UNHCR 19. Juni 2018 – Die Zahl der Menschen, die gezwungen waren, ihre Heimat zu verlassen, ist im vergangenen Jahr um fast drei Millionen auf 68,5 Millionen gestiegen, so UN-Flüchtlingskommissar Filippo Grandi (UNHCR) am Dienstag.

Als Grund für den Anstieg nannte Filippo Grandi anhaltende Gewalt auf der ganzen Welt und fehlende Lösungen für Konflikte. Mehr als zwei Drittel aller Flüchtlinge weltweit stammten aus einer Handvoll Ländern, sagte der Hochkommissar gegenüber Journalisten in Genf.

An der Spitze der Liste steht Syrien, wo nach sieben Jahren brutaler Kämpfe mehr als 6 Millionen Menschen im Ausland Zuflucht gesucht haben, gefolgt von Afghanistan (2,6 Millionen) und Südsudan (2,4 Millionen).

Der UNHCR-Bericht stellte außerdem fest, dass 85 Prozent der 68,5 Millionen Menschen, die letztes Jahr vertrieben wurden, aus armen Ländern oder Ländern mit mittlerem Einkommen stammten. „Es ist weiterhin vor allem eine Krise der armen Welt – also Menschen aus armen Ländern, die in arme Länder umsiedeln oder in ihrem Land bleiben, als Vertriebene."
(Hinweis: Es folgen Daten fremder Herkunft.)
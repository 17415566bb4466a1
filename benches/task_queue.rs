use criterion::{criterion_group, criterion_main, BatchSize, Criterion};
use std::hint::black_box;
use tokio::runtime::Runtime;

use taskhive::domain::models::{RetryConfig, Task, TaskPriority, TaskQueueConfig};
use taskhive::services::TaskQueueService;

fn queue_config() -> TaskQueueConfig {
    TaskQueueConfig {
        max_size: 100_000,
        default_task_timeout_ms: 300_000,
    }
}

fn bench_enqueue(c: &mut Criterion) {
    let rt = Runtime::new().expect("tokio runtime");

    c.bench_function("task_queue/enqueue_1000", |b| {
        b.iter_batched(
            || TaskQueueService::new(queue_config(), RetryConfig::default()),
            |queue| {
                rt.block_on(async {
                    for i in 0..1_000 {
                        let priority = match i % 5 {
                            0 => TaskPriority::Background,
                            1 => TaskPriority::Low,
                            2 => TaskPriority::Normal,
                            3 => TaskPriority::High,
                            _ => TaskPriority::Critical,
                        };
                        let task = Task::new(format!("bench {i}")).with_priority(priority);
                        black_box(queue.enqueue(task).await.expect("enqueue"));
                    }
                });
            },
            BatchSize::SmallInput,
        );
    });
}

fn bench_dequeue_mixed_priorities(c: &mut Criterion) {
    let rt = Runtime::new().expect("tokio runtime");
    let caps = vec!["general".to_string()];

    c.bench_function("task_queue/dequeue_1000_mixed", |b| {
        b.iter_batched(
            || {
                let queue = TaskQueueService::new(queue_config(), RetryConfig::default());
                rt.block_on(async {
                    for i in 0..1_000 {
                        let priority = match i % 5 {
                            0 => TaskPriority::Background,
                            1 => TaskPriority::Low,
                            2 => TaskPriority::Normal,
                            3 => TaskPriority::High,
                            _ => TaskPriority::Critical,
                        };
                        let task = Task::new(format!("bench {i}")).with_priority(priority);
                        queue.enqueue(task).await.expect("enqueue");
                    }
                });
                queue
            },
            |queue| {
                rt.block_on(async {
                    while let Some(task) = queue.dequeue_eligible(&caps).await.expect("dequeue") {
                        black_box(task.id);
                    }
                });
            },
            BatchSize::SmallInput,
        );
    });
}

fn bench_dependency_chain_completion(c: &mut Criterion) {
    let rt = Runtime::new().expect("tokio runtime");
    let caps = vec!["general".to_string()];

    c.bench_function("task_queue/chain_200_complete", |b| {
        b.iter_batched(
            || {
                let queue = TaskQueueService::new(queue_config(), RetryConfig::default());
                rt.block_on(async {
                    let mut prev: Option<uuid::Uuid> = None;
                    for i in 0..200 {
                        let mut task = Task::new(format!("link {i}"));
                        if let Some(dep) = prev {
                            task = task.with_dependency(dep);
                        }
                        prev = Some(queue.enqueue(task).await.expect("enqueue"));
                    }
                });
                queue
            },
            |queue| {
                rt.block_on(async {
                    let agent = uuid::Uuid::new_v4();
                    while let Some(task) = queue.dequeue_eligible(&caps).await.expect("dequeue") {
                        queue.mark_running(task.id, agent).await.expect("running");
                        queue
                            .mark_completed(task.id, serde_json::Value::Null)
                            .await
                            .expect("completed");
                    }
                });
            },
            BatchSize::SmallInput,
        );
    });
}

criterion_group!(
    benches,
    bench_enqueue,
    bench_dequeue_mixed_priorities,
    bench_dependency_chain_completion
);
criterion_main!(benches);
//! Domain models: pure data types with no I/O.

pub mod agent;
pub mod config;
pub mod grant;
pub mod task;
pub mod terminal;

pub use agent::{Agent, AgentStatus};
pub use config::{
    AgentConfig, Config, CoordinatorConfig, LoggingConfig, RetryConfig, TaskQueueConfig,
    TerminalPoolConfig,
};
pub use grant::{AgentLimits, ResourceGrant};
pub use task::{CancelReason, Task, TaskFailure, TaskKind, TaskPriority, TaskStatus};
pub use terminal::{Terminal, TerminalState};
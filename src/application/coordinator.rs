//! Coordinator: the orchestration control loop.
//!
//! Workers poll the queue for eligible work, match it to the least-loaded
//! admissible agent, acquire a resource grant and a terminal lease, and
//! hand the task to the executor. Reconciliation releases every acquired
//! resource exactly once no matter how execution ended, so a crashing
//! executor can never leak agent slots, grants, or terminals.

use std::collections::HashMap;
use std::sync::Arc;
use std::time::Duration;

use tokio::sync::{broadcast, Notify, RwLock};
use tokio::task::JoinHandle;
use tracing::{debug, error, info, instrument, warn};
use uuid::Uuid;

use crate::domain::errors::{FailureKind, OrchestratorError, OrchestratorResult};
use crate::domain::models::{
    Agent, AgentLimits, CancelReason, Config, Task, TaskFailure,
};
use crate::domain::ports::{AgentExecutor, ExecutionOutput, ExecutionRequest};
use crate::services::{
    AgentRegistry, FailureDisposition, PoolStats, QueueStats, ResourceLedger, TaskQueueService,
    TerminalPool, TerminateOutcome,
};
use crate::services::task_queue::CancelDisposition;

/// Lifecycle events published on the coordinator's broadcast channel.
#[derive(Debug, Clone)]
pub enum CoordinatorEvent {
    Started,
    Stopped,
    TaskDispatched {
        task_id: Uuid,
        agent_id: Uuid,
        terminal_id: Uuid,
    },
    TaskCompleted {
        task_id: Uuid,
    },
    TaskFailed {
        task_id: Uuid,
        kind: FailureKind,
    },
    TaskRetryScheduled {
        task_id: Uuid,
        attempt: u32,
        delay_ms: u64,
    },
    TaskCancelled {
        task_id: Uuid,
    },
    TaskRequeued {
        task_id: Uuid,
    },
    AgentSpawned {
        agent_id: Uuid,
    },
    AgentDraining {
        agent_id: Uuid,
    },
    AgentTerminated {
        agent_id: Uuid,
    },
}

/// Aggregated status report.
#[derive(Debug, Clone)]
pub struct CoordinatorStats {
    pub queue: QueueStats,
    pub pool: PoolStats,
    pub agents: usize,
    pub in_flight: usize,
}

/// Why a running execution was interrupted from outside.
#[derive(Debug, Clone, Copy, PartialEq, Eq)]
enum ForcedStop {
    DeadlineExceeded,
    CancelGraceExpired,
    AgentTerminated,
    Shutdown,
}

struct RunningHandle {
    agent_id: Uuid,
    forced: Arc<Notify>,
    forced_stop: Option<ForcedStop>,
    cancel_requested: bool,
}

enum ExecOutcome {
    Success(ExecutionOutput),
    Failure(OrchestratorError),
    TimedOut,
    Forced,
}

pub struct Coordinator {
    queue: Arc<TaskQueueService>,
    registry: Arc<AgentRegistry>,
    ledger: Arc<ResourceLedger>,
    pool: Arc<TerminalPool>,
    executor: Arc<dyn AgentExecutor>,
    config: Config,
    running: Arc<RwLock<HashMap<Uuid, RunningHandle>>>,
    event_tx: broadcast::Sender<CoordinatorEvent>,
    shutdown_tx: broadcast::Sender<()>,
}
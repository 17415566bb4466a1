//! Ports: narrow interfaces to out-of-scope collaborators.

pub mod executor;

pub use executor::{AgentExecutor, ExecutionOutput, ExecutionRequest};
Der bevorstehende Globale Pakt über Flüchtlinge folgt der New Yorker Erklärung für Flüchtlinge und Migranten aus dem Jahr 2016, in der alle 193 Mitgliedstaaten der Vereinten Nationen erklärten, die Verantwortung, allen Menschen zu helfen, die internationalen Schutz benötigen, gerechter zu verteilen. UNHCR hat dafür Konsultationen mit Regierungen und anderen Interessengruppen durchgeführt, um einen Entwurf für diesen Pakt zu erarbeiten, den Filippo Grandi der UN-Generalversammlung später in diesem Jahr präsentieren wird.